Rep. Mark Amodei of Nevada has proposed increasing federal funding for ongoing research into nuclear fuel reprocessing at the University of Nevada, Las Vegas.

“The president has created an opening here, so let’s figure out how to fill it,” Amodei, the only Republican in Nevada’s congressional delegation, told the Washington Examiner. “One of the criticisms on Yucca Mountain is Nevadans don’t like people from 49 other states, much less D.C., telling us what to do. Let’s come up with an alternative instead of waiting for what that means.”

But nuclear experts say reprocessing faces economic and nonproliferation concerns and does not prevent the production of nuclear waste.

“There are no alternatives to geological disposal of high-level nuclear waste,” said Allison Macfarlane, a former chairman of the Nuclear Regulatory Commission who is now a professor at George Washington University. “No matter what you do to it, you still need a geological repository. Reprocessing will produce high-level nuclear waste, which will need a repository.”

Macfarlane contributed to a 2018 report, led by Ewing, that recommended moving responsibility for the handling, transportation, and disposal of nuclear waste to an independent nonprofit organization owned by utilities that run nuclear power plants.
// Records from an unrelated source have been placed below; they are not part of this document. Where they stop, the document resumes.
mod common;

use std::time::Duration;

use common::*;
use stream_core::exchange::ExchangeError;
use stream_core::stream::{StreamClient, StreamError, StreamState};
use tokio::time::timeout;
use tokio_util::sync::CancellationToken;

const STREAM: &str = "btcusdt@orderbook";

#[tokio::test]
async fn test_snapshot_then_diff_publishes_new_book() {
    let (mock, mut links) = MockExchange::new();
    mock.set_snapshot(100, &[(100, 1)], &[(101, 1)]);
    let client = StreamClient::new(mock.clone(), fast_config()).unwrap();
    let sub = client.order_book_stream("BTCUSDT", 10).unwrap();

    let cancel = CancellationToken::new();
    let mut rx = sub.subscribe(&cancel).unwrap();
    let mut link = next_link(&mut links).await;
    assert!(link.next_text().await.contains(STREAM));

    wait_for_state(&sub, StreamState::Active).await;
    let initial = recv_item(&mut rx).await;
    assert_eq!(initial.last_update_id, 100);
    assert_eq!(initial.bids, levels(&[(100, 1)]));

    link.push(diff_frame(STREAM, 101, 102, &[(100, 0)], &[(101, 2)]))
        .await;
    let book = recv_item(&mut rx).await;
    assert!(book.bids.is_empty());
    assert_eq!(book.asks, levels(&[(101, 2)]));
    assert_eq!(book.last_update_id, 102);

    let latest = sub.latest_book().unwrap();
    assert_eq!(latest.last_update_id(), 102);
    // The first published version is untouched by the diff
    assert_eq!(initial.asks, levels(&[(101, 1)]));
}

#[tokio::test]
async fn test_stale_diff_publishes_nothing() {
    let (mock, mut links) = MockExchange::new();
    mock.set_snapshot(100, &[(100, 1)], &[(101, 1)]);
    let client = StreamClient::new(mock.clone(), fast_config()).unwrap();
    let sub = client.order_book_stream("BTCUSDT", 10).unwrap();

    let cancel = CancellationToken::new();
    let mut rx = sub.subscribe(&cancel).unwrap();
    let link = next_link(&mut links).await;
    wait_for_state(&sub, StreamState::Active).await;
    recv_item(&mut rx).await;

    link.push(diff_frame(STREAM, 90, 100, &[(99, 5)], &[])).await;
    link.push(diff_frame(STREAM, 101, 101, &[(99, 5)], &[])).await;

    let book = recv_item(&mut rx).await;
    assert_eq!(book.last_update_id, 101);
    assert_eq!(book.bids, levels(&[(100, 1), (99, 5)]));
}

#[tokio::test]
async fn test_diffs_before_snapshot_are_replayed() {
    let (mock, mut links) = MockExchange::new();
    let client = StreamClient::new(mock.clone(), fast_config()).unwrap();
    let sub = client.order_book_stream("BTCUSDT", 0).unwrap();

    let cancel = CancellationToken::new();
    let mut rx = sub.subscribe(&cancel).unwrap();
    let link = next_link(&mut links).await;

    // No snapshot yet: the diff waits in the buffer while fetches fail
    link.push(diff_frame(STREAM, 101, 102, &[(100, 0)], &[(101, 2)]))
        .await;
    mock.set_snapshot(100, &[(100, 1)], &[(101, 1)]);

    wait_for_state(&sub, StreamState::Active).await;
    let mut book = recv_item(&mut rx).await;
    while book.last_update_id < 102 {
        book = recv_item(&mut rx).await;
    }
    assert!(book.bids.is_empty());
    assert_eq!(book.asks, levels(&[(101, 2)]));
    assert_eq!(mock.opens(), 1);
}

#[tokio::test]
async fn test_gap_resyncs_from_fresh_snapshot() {
    let (mock, mut links) = MockExchange::new();
    mock.set_snapshot(100, &[(100, 1)], &[(101, 1)]);
    let config =
        fast_config().with_backoff(Duration::from_millis(300), Duration::from_secs(1));
    let client = StreamClient::new(mock.clone(), config).unwrap();
    let sub = client.order_book_stream("BTCUSDT", 10).unwrap();

    let cancel = CancellationToken::new();
    let mut rx = sub.subscribe(&cancel).unwrap();
    let link = next_link(&mut links).await;
    wait_for_state(&sub, StreamState::Active).await;
    recv_item(&mut rx).await;

    link.push(diff_frame(STREAM, 105, 106, &[(100, 3)], &[])).await;

    wait_for_state(&sub, StreamState::Reconnecting).await;
    assert!(sub.latest_book().is_none());

    mock.set_snapshot(110, &[(100, 7)], &[(101, 1)]);
    wait_for_state(&sub, StreamState::Active).await;

    let book = recv_item(&mut rx).await;
    assert_eq!(book.last_update_id, 110);
    assert_eq!(book.bids, levels(&[(100, 7)]));
    assert_eq!(sub.stats().reconnects, 1);
    assert_eq!(mock.snapshot_fetches(), 2);
    // Recovery reuses the connection
    assert_eq!(mock.opens(), 1);
}

#[tokio::test]
async fn test_depth_limits_the_view_not_the_replica() {
    let (mock, mut links) = MockExchange::new();
    mock.set_snapshot(
        100,
        &[(100, 1), (99, 1), (98, 1)],
        &[(101, 1), (102, 1), (103, 1)],
    );
    let client = StreamClient::new(mock.clone(), fast_config()).unwrap();
    let sub = client.order_book_stream("BTCUSDT", 2).unwrap();

    let cancel = CancellationToken::new();
    let mut rx = sub.subscribe(&cancel).unwrap();
    let _link = next_link(&mut links).await;
    wait_for_state(&sub, StreamState::Active).await;

    let book = recv_item(&mut rx).await;
    assert_eq!(book.depth(), (2, 2));
    assert_eq!(sub.latest_book().unwrap().depth(), (3, 3));
}

#[tokio::test]
async fn test_rejected_snapshot_closes_without_retry() {
    let (mock, mut links) = MockExchange::new();
    mock.reject_snapshots(ExchangeError::InvalidSymbol("BTCUSDT".to_string()));
    let client = StreamClient::new(mock.clone(), fast_config()).unwrap();
    let sub = client.order_book_stream("BTCUSDT", 10).unwrap();

    let cancel = CancellationToken::new();
    let mut rx = sub.subscribe(&cancel).unwrap();
    let mut errors = sub.errors().unwrap();
    let _link = next_link(&mut links).await;

    timeout(WAIT, sub.done().wait())
        .await
        .expect("subscription never closed");
    assert!(matches!(errors.recv().await, Some(StreamError::Rejected(_))));
    assert!(rx.recv().await.is_none());
    assert_eq!(mock.snapshot_fetches(), 1);
    assert!(sub.latest_book().is_none());
}
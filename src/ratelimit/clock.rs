//! Time sources for bucket refill.

use std::sync::atomic::{AtomicI64, Ordering};

/// Supplies the current unix time in whole seconds.
pub trait Clock: Send + Sync {
    fn now_unix(&self) -> i64;
}

/// Wall clock backed by `chrono::Utc`.
#[derive(Debug, Clone, Copy, Default)]
pub struct SystemClock;

impl Clock for SystemClock {
    fn now_unix(&self) -> i64 {
        chrono::Utc::now().timestamp()
    }
}

/// A clock that only moves when told to.
#[derive(Debug, Default)]
pub struct ManualClock {
    now: AtomicI64,
}

impl ManualClock {
    pub fn new(start: i64) -> Self {
        Self {
            now: AtomicI64::new(start),
        }
    }

    pub fn advance(&self, secs: i64) {
        self.now.fetch_add(secs, Ordering::SeqCst);
    }

    /// Jump to an absolute time, backwards included.
    pub fn set(&self, now: i64) {
        self.now.store(now, Ordering::SeqCst);
    }
}

impl Clock for ManualClock {
    fn now_unix(&self) -> i64 {
        self.now.load(Ordering::SeqCst)
    }
}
Reassigning responsibility to a new utility-owned organization outside the federal government would require an act of Congress.

Ewing and Macfarlane said removing the federal government from the job would “eliminate political fluctuations” in policy and put the onus on utilities that currently have little incentive to contribute to a long-term solution for nuclear waste.

As it is, utilities are receiving millions of dollars in damages from the federal government as a result of suing for costs associated with storing waste at their sites, after the government promised to handle it.

Finland, Sweden, Switzerland, and Canada all have adopted a similar approach, and their nuclear waste management programs are moving forward.

Ewing’s proposal borrows from successful models in other countries by requiring public stakeholders to have an opportunity to reject nuclear waste storage earlier in the process, allowing communities to take a more proactive role.

“The social piece of this is critical,” Macfarlane said. “That has been the sticking point in other countries, too, but they have made efforts on the social side of it and have made progress where the U.S. hasn’t.”